X Rotation, Y Rotation, Z Rotation

When On, rotation around the chosen axis is calculated with respect to the laboratory coordinate system (as transposed to the center of mass of the 6-DOF body). When Off, the degree of freedom in the selected direction is frozen.

Properties

Rotation Axis Origin

Specifies the origin of the rotation axis.

Rotation Axis Direction

Specifies the direction of the rotation axis.

Coordinate System

Determines the coordinate system in which the origin and the direction of the rotation axis are specified.

Motion Limits

When activated, applies a damping moment that limits the rotation motion (see Eqn. (4899)).

Minimum Angle

Specifies the minimum angle ${\alpha }_{min}$ at which the body motion is stopped if the motion limiter is enabled. The angle is measured with respect to the initial orientation of the body. The initial angle is 0. See Eqn. (4899).

Maximum Angle

Specifies the maximum angle ${\alpha }_{max}$ at which the body motion is stopped if the motion limiter is enabled. The angle is measured with respect to the initial orientation of the body. The initial angle is 0. See Eqn. (4899).

Angular Damping Length

Specifies the angular length $\lambda$ (before the minimum and maximum angle) over which the stopping process takes place if the motion limiter is enabled. See 1-DOF Rotating Motion.

Properties

Translation Origin

Specifies the origin of the translational motion. This point is treated as the initial body position, which can be different from the initial center of mass.

Translation Direction

Specifies the direction of the translational motion.

Coordinate System

Determines the coordinate system in which the origin and the direction of the translational motion are specified.

Motion Limits

When activated, applies a damping force that limits the translation motion (see Eqn. (4897)).

Minimum Position

Specifies the minimum displacement $d_{\min }$ at which the body motion is stopped if the motion limiter is enabled. The displacement is measured with respect to the initial position of the body. The initial displacement is 0. See Eqn. (4897).

Maximum Position

Specifies the maximum displacement $d_{max}$ at which the body motion is stopped if the motion limiter is enabled. The displacement is measured with respect to the initial position of the body. The initial displacement is 0. See Eqn. (4897).

Damping Length

Specifies the length $\lambda$ (before the minimum and maximum position) over which the stopping process takes place if the motion limiter is enabled. See Eqn. (4897).

Properties

Course Velocity

Indicates the speed of the body in the X-Y plane. The default is zero.

Course Angle

Indicates the direction of motion of the body in the X-Y plane, given as the counter-clockwise angle from the X-axis. The default is zero.

Properties

Planar Motion Option

Specifies one of the following types of planar motion that you want your 6-DOF body to perform:

Planar Motion Mechanism Properties

Velocity X

Specifies the magnitude of the velocity along the X-axis with a constant value.

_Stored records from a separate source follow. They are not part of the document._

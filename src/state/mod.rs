mod dispense;
mod pool;
mod session;

use std::collections::{HashMap, HashSet};
use std::sync::Arc;

use tokio::sync::RwLock;

use crate::sheets::QuestionSource;
use crate::types::*;

/// Shared application state: the explicit context object handed to every
/// handler. Sessions are per-chat; the pool and admin list are process-wide
/// with explicit refresh.
#[derive(Clone)]
pub struct AppState {
    pub sessions: Arc<RwLock<HashMap<ChatId, GameSession>>>,
    /// Current question pool; snapshotted into a session at roster submission
    pub question_pool: Arc<RwLock<Vec<String>>>,
    /// Admin allow-list; empty when the last reload failed (fail-closed)
    pub admin_ids: Arc<RwLock<HashSet<String>>>,
    pub source: Arc<dyn QuestionSource>,
}

impl AppState {
    pub fn new(source: Arc<dyn QuestionSource>) -> Self {
        Self {
            sessions: Arc::new(RwLock::new(HashMap::new())),
            question_pool: Arc::new(RwLock::new(Vec::new())),
            admin_ids: Arc::new(RwLock::new(HashSet::new())),
            source,
        }
    }

    /// Current phase of a chat's session, if one exists
    pub async fn session_phase(&self, chat_id: ChatId) -> Option<SessionPhase> {
        self.sessions.read().await.get(&chat_id).map(|s| s.phase)
    }
}

#[cfg(test)]
mod tests {
    use super::*;
    use crate::sheets::StaticSource;

    fn empty_state() -> AppState {
        AppState::new(Arc::new(StaticSource::new(Vec::new(), HashSet::new())))
    }

    #[tokio::test]
    async fn test_reset_creates_idle_session() {
        let state = empty_state();
        state.reset_session(7).await;

        assert_eq!(state.session_phase(7).await, Some(SessionPhase::Idle));
        let sessions = state.sessions.read().await;
        let session = sessions.get(&7).unwrap();
        assert!(session.players.is_empty());
        assert!(session.remaining_questions.is_empty());
        assert!(session.question_counts.is_empty());
    }

    #[tokio::test]
    async fn test_reset_overwrites_existing_session() {
        let state = empty_state();
        *state.question_pool.write().await = vec!["Q1".to_string()];

        state.reset_session(7).await;
        state.begin_collecting(7).await.unwrap();
        state.submit_players(7, "Alice").await.unwrap();
        assert_eq!(state.session_phase(7).await, Some(SessionPhase::Active));

        state.reset_session(7).await;
        assert_eq!(state.session_phase(7).await, Some(SessionPhase::Idle));
    }

    #[tokio::test]
    async fn test_sessions_are_isolated_per_chat() {
        let state = empty_state();
        *state.question_pool.write().await = vec!["Q1".to_string(), "Q2".to_string()];

        state.reset_session(1).await;
        state.begin_collecting(1).await.unwrap();
        state.submit_players(1, "Alice").await.unwrap();

        state.reset_session(2).await;

        assert_eq!(state.session_phase(1).await, Some(SessionPhase::Active));
        assert_eq!(state.session_phase(2).await, Some(SessionPhase::Idle));
    }
}
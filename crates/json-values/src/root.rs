//! Root propagation.
//!
//! Once registered on an owner, every object attached, added or materialized
//! below it learns the top-most owner of the tree and its full path from there.

use std::rc::{Rc, Weak};

use json_values_path::{format_path, Path};
use serde_json::Value;
use tracing::trace;

use crate::document::Slot;
use crate::error::ValuesResult;
use crate::hooks::{Hook, ObjectEvent, Subject};
use crate::model::{Model, OwnerId};
use crate::store::Store;

/// Link from a descendant to the root of its tree.
#[derive(Debug, Clone)]
pub struct RootRef {
    id: OwnerId,
    type_name: &'static str,
    key: Path,
    slot: Weak<Slot>,
}

impl RootRef {
    pub fn id(&self) -> OwnerId {
        self.id
    }

    pub fn type_name(&self) -> &'static str {
        self.type_name
    }

    /// Path of the descendant inside the root's document.
    pub fn key(&self) -> &[String] {
        &self.key
    }

    /// The descendant's region as the root currently sees it. `None` once the
    /// root is gone or the region was removed.
    pub fn value(&self) -> Option<Value> {
        self.slot.upgrade()?.get(&self.key)
    }
}

/// Register the root propagation hooks on `owner`.
pub fn register_propagate_root_hooks(store: &Store, owner: &dyn Model) {
    let subject = Subject::instance(owner);
    let hooks = store.hooks();
    hooks.register(subject.clone(), Hook::post_set_object(propagate_and_register));
    hooks.register(subject.clone(), Hook::post_add_object(propagate_and_register));
    hooks.register(subject, Hook::post_build_sub_object(propagate_and_register));
}

fn propagate_and_register(store: &Store, event: &ObjectEvent<'_>) -> ValuesResult<()> {
    register_propagate_root_hooks(store, event.object.as_ref());
    propagate_root(event.object.as_ref(), event.owner, event.path);
    Ok(())
}

/// Link `object`, attached at `path` below `parent`, to the parent's root.
pub fn propagate_root(object: &dyn Model, parent: &dyn Model, path: &[String]) {
    let parent_values = parent.values();
    let link = match parent_values.root() {
        Some(root) => RootRef {
            key: [root.key.as_slice(), path].concat(),
            ..root
        },
        None => RootRef {
            id: parent_values.id(),
            type_name: parent_values.type_name(),
            key: path.to_vec(),
            slot: Rc::downgrade(&parent_values.slot),
        },
    };
    trace!(
        object = %object.values().id(),
        root = %link.id,
        key = %format_path(&link.key),
        "propagated root"
    );
    *object.values().root.borrow_mut() = Some(link);
}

The default is 1.0 m/s.

Amplitude Y

Specifies the maximum displacement of the body along the Y-axis. The default is zero. This corresponds to the sway amplitude $y_0$ in Eqn. (4925).

Oscillation Frequency

Specifies the number of cycles per second. The default is zero. This corresponds to the sway frequency $f$ in Eqn. (4925).

Additional Drift Angle

Specifies an additional drift angle of the body with a constant value. This value is added to the yaw angle.

Pure Yaw

When activated, the body rotates back and forth in the X-Y plane (yaw) so that the same face (the bow, for a boat) always leads along the sinusoidal path. The Additional Drift Angle is added if specified. The yaw angle is given by Eqn. (4926).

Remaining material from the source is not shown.